[Stored items]
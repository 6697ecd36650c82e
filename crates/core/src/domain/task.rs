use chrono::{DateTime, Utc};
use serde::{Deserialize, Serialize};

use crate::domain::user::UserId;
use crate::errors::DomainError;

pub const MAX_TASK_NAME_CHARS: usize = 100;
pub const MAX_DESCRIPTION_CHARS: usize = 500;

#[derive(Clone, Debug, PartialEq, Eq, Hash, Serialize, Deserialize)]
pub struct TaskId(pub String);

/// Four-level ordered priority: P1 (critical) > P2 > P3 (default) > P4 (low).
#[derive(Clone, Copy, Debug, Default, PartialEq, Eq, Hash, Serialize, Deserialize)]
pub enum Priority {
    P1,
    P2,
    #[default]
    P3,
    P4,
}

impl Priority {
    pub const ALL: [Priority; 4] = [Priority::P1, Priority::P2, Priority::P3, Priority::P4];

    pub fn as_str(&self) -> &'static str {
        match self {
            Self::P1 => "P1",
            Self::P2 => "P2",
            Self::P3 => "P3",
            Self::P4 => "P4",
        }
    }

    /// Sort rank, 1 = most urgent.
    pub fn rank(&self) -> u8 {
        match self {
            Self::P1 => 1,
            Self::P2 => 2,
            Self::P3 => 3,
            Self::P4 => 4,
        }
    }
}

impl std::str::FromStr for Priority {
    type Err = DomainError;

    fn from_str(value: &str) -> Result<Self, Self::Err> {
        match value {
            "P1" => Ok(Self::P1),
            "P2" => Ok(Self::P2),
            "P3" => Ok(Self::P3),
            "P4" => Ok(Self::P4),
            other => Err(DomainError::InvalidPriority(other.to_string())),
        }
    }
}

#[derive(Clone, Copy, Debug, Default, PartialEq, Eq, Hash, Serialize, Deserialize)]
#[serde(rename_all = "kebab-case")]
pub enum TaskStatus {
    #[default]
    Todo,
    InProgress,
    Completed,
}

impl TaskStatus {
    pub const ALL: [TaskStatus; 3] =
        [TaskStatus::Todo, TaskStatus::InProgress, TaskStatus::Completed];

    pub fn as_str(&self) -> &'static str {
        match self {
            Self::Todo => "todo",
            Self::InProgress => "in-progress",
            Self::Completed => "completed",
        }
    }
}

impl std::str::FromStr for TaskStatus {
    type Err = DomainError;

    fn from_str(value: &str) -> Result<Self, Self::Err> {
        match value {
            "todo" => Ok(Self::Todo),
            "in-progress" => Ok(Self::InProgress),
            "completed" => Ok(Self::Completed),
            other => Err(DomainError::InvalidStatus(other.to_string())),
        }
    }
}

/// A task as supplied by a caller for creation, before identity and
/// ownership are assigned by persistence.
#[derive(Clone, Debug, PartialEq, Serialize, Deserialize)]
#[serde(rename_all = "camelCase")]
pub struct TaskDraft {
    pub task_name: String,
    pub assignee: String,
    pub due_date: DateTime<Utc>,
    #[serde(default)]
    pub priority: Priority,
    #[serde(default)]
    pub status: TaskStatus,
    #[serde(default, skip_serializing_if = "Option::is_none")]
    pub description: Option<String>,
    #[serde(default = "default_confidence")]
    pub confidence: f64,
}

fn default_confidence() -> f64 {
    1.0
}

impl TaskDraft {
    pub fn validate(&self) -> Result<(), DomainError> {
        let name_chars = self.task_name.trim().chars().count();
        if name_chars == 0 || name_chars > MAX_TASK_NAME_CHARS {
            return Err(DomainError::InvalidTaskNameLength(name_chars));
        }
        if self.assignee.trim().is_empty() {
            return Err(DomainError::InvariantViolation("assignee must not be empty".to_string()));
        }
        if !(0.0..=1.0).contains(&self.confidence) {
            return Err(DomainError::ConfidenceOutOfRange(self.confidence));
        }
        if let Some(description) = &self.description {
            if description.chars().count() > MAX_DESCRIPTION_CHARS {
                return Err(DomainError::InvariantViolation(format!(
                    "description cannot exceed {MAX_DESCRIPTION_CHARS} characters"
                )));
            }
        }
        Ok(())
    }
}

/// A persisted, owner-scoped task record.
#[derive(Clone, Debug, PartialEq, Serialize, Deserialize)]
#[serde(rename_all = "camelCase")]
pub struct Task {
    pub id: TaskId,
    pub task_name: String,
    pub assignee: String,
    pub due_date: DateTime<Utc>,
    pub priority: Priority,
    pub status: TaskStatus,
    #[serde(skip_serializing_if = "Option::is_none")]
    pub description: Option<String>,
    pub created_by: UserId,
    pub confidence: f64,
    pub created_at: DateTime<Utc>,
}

* * *

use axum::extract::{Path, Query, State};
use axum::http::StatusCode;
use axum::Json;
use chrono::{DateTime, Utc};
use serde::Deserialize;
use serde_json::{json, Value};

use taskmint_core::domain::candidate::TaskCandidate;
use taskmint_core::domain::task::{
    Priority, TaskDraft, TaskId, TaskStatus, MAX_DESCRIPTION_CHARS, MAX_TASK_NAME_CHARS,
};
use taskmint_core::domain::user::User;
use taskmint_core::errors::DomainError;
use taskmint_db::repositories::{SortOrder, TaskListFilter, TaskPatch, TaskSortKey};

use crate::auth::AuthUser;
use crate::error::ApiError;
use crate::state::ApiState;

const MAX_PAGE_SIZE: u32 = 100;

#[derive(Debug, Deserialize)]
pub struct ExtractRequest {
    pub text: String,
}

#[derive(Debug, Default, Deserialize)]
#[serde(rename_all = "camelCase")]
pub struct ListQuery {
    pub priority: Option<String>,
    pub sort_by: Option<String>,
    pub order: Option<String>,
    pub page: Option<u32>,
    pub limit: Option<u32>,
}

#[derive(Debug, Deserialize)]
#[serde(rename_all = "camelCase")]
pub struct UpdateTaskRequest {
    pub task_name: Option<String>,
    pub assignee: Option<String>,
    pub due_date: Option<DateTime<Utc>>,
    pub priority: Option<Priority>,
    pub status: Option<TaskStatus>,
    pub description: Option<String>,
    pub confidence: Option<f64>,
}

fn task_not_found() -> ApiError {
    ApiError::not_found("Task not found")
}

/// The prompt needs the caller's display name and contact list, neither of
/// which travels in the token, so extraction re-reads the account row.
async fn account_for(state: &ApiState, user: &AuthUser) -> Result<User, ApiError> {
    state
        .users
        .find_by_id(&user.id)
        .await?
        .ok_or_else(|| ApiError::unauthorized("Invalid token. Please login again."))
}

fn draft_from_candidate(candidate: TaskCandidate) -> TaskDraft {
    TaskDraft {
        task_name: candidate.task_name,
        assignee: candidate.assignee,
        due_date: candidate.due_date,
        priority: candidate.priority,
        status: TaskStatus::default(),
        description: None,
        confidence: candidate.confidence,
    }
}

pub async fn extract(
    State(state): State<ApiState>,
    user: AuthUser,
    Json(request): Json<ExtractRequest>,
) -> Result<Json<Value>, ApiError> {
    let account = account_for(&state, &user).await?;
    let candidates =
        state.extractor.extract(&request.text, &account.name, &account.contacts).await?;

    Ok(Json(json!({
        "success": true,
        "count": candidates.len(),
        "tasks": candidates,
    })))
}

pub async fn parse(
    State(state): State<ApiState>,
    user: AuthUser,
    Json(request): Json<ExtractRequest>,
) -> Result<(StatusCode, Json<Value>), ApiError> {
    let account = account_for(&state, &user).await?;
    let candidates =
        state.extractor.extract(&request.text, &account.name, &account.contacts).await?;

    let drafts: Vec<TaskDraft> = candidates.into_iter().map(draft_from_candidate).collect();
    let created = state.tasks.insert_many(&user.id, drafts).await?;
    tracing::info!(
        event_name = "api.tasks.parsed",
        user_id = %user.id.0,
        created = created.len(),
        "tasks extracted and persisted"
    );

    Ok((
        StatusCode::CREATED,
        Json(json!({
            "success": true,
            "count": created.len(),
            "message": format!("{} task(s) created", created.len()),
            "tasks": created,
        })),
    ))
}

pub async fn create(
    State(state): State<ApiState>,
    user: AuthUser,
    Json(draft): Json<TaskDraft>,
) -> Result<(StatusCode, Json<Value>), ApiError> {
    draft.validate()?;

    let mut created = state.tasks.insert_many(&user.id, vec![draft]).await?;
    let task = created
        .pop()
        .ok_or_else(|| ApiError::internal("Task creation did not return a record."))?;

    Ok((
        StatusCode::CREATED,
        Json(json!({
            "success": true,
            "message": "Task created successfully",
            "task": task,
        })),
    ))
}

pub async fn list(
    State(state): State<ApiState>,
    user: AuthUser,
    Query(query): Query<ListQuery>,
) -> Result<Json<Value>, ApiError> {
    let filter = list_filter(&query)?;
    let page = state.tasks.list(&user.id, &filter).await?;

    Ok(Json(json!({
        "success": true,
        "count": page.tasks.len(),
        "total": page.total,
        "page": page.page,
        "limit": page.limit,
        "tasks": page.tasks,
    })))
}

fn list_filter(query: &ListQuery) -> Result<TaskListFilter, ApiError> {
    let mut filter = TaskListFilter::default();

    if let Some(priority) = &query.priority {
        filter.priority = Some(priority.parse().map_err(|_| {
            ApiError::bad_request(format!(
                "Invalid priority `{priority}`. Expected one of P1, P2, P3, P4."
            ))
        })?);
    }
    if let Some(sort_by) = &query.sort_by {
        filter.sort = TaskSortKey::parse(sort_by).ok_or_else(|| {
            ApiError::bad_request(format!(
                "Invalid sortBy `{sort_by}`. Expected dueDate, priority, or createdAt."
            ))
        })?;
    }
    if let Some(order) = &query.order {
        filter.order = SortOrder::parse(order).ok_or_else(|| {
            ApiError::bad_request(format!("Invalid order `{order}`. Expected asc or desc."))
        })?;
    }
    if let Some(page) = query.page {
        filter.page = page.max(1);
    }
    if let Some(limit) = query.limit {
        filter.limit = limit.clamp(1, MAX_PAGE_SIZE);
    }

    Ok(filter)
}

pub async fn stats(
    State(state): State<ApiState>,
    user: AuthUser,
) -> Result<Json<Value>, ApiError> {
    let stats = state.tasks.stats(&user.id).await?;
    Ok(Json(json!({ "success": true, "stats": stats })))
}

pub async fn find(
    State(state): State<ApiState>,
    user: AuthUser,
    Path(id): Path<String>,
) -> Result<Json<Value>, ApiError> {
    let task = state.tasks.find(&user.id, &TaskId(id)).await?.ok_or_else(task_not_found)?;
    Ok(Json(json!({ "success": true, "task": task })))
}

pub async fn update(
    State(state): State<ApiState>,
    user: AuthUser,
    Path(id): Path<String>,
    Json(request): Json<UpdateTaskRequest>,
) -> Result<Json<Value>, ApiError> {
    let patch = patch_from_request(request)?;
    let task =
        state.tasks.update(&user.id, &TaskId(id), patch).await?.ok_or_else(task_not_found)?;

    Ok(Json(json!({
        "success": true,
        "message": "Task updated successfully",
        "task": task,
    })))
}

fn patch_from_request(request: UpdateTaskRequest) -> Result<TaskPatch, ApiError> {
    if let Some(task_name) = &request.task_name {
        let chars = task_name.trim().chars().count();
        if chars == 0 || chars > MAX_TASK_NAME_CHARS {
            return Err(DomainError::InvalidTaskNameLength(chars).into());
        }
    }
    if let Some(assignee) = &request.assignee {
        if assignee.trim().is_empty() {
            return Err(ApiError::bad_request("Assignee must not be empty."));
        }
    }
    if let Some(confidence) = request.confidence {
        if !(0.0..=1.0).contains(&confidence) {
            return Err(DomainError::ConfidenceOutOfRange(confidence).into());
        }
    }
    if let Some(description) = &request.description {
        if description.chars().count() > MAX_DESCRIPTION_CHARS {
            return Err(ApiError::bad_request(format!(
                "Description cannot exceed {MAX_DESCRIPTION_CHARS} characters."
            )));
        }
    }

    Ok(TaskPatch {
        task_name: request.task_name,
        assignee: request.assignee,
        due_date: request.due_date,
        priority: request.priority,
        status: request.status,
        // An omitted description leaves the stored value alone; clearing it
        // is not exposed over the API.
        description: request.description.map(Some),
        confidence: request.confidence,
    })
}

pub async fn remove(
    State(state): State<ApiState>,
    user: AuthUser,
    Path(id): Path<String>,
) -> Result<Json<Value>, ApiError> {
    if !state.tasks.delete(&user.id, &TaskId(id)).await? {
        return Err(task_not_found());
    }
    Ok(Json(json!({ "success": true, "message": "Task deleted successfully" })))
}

> **WHAT TO PRODUCE**: Across the entries above, find the lines with the string "exceed" and copy them.

> **ANSWER BELOW**:
                    "description cannot exceed {MAX_DESCRIPTION_CHARS} characters"
                "Description cannot exceed {MAX_DESCRIPTION_CHARS} characters."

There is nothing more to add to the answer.